What is expected -> In the entries below, filter for the word "option" and copy every matching line.

Excerpted data below:

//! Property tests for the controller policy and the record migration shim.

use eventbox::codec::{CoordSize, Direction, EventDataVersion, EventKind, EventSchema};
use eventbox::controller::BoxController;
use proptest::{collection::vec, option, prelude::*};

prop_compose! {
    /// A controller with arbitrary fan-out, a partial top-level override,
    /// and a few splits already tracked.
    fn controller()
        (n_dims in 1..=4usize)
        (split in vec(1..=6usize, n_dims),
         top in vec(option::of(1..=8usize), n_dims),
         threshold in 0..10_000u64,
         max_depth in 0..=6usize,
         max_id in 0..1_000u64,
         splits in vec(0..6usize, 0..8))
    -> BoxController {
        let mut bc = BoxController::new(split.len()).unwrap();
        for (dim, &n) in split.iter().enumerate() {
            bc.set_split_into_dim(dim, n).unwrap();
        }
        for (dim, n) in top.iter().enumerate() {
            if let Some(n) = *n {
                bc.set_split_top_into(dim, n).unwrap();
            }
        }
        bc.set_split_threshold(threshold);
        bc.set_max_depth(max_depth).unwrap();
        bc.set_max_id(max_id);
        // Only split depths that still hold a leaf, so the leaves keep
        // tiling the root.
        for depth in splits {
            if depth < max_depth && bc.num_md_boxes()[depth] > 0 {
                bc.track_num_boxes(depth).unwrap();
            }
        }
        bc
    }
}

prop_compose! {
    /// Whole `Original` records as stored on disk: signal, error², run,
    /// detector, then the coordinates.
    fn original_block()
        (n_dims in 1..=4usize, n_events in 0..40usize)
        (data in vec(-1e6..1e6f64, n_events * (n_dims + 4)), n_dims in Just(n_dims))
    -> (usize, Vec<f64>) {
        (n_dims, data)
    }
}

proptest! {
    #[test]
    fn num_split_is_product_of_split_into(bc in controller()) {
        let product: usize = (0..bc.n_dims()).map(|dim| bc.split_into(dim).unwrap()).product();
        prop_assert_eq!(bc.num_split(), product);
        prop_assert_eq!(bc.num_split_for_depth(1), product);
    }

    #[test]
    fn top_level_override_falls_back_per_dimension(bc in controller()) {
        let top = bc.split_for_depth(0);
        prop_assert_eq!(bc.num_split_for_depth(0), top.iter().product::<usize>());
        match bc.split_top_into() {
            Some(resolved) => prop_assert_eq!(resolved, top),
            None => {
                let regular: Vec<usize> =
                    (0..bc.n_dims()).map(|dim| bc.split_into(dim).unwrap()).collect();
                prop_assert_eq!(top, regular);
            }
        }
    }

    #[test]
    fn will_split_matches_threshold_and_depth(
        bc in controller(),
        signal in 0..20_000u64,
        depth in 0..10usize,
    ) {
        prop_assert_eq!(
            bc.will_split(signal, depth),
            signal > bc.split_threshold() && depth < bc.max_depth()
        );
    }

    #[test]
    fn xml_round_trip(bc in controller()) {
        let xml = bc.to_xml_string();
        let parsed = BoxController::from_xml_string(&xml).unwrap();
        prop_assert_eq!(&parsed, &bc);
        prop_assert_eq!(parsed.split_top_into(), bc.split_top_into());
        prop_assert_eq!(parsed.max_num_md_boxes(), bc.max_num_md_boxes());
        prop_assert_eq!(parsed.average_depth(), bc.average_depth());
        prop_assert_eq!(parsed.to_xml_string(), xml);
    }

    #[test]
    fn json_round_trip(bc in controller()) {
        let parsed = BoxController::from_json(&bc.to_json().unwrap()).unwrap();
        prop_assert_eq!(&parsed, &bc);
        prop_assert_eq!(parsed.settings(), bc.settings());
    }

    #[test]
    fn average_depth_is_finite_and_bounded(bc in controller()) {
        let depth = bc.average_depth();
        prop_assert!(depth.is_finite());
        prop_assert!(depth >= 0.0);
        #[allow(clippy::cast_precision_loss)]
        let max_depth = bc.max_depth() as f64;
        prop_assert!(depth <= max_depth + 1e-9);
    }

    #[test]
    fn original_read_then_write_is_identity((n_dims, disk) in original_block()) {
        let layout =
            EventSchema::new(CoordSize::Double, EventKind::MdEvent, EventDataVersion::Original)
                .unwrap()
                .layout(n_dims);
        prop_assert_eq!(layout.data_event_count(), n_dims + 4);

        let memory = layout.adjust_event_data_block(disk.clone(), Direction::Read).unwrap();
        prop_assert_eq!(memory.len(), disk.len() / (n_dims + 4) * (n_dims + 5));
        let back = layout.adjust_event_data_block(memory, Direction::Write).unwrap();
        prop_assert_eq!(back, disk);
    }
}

End of Excerpted data.

Solution ->
use proptest::{collection::vec, option, prelude::*};
         top in vec(option::of(1..=8usize), n_dims),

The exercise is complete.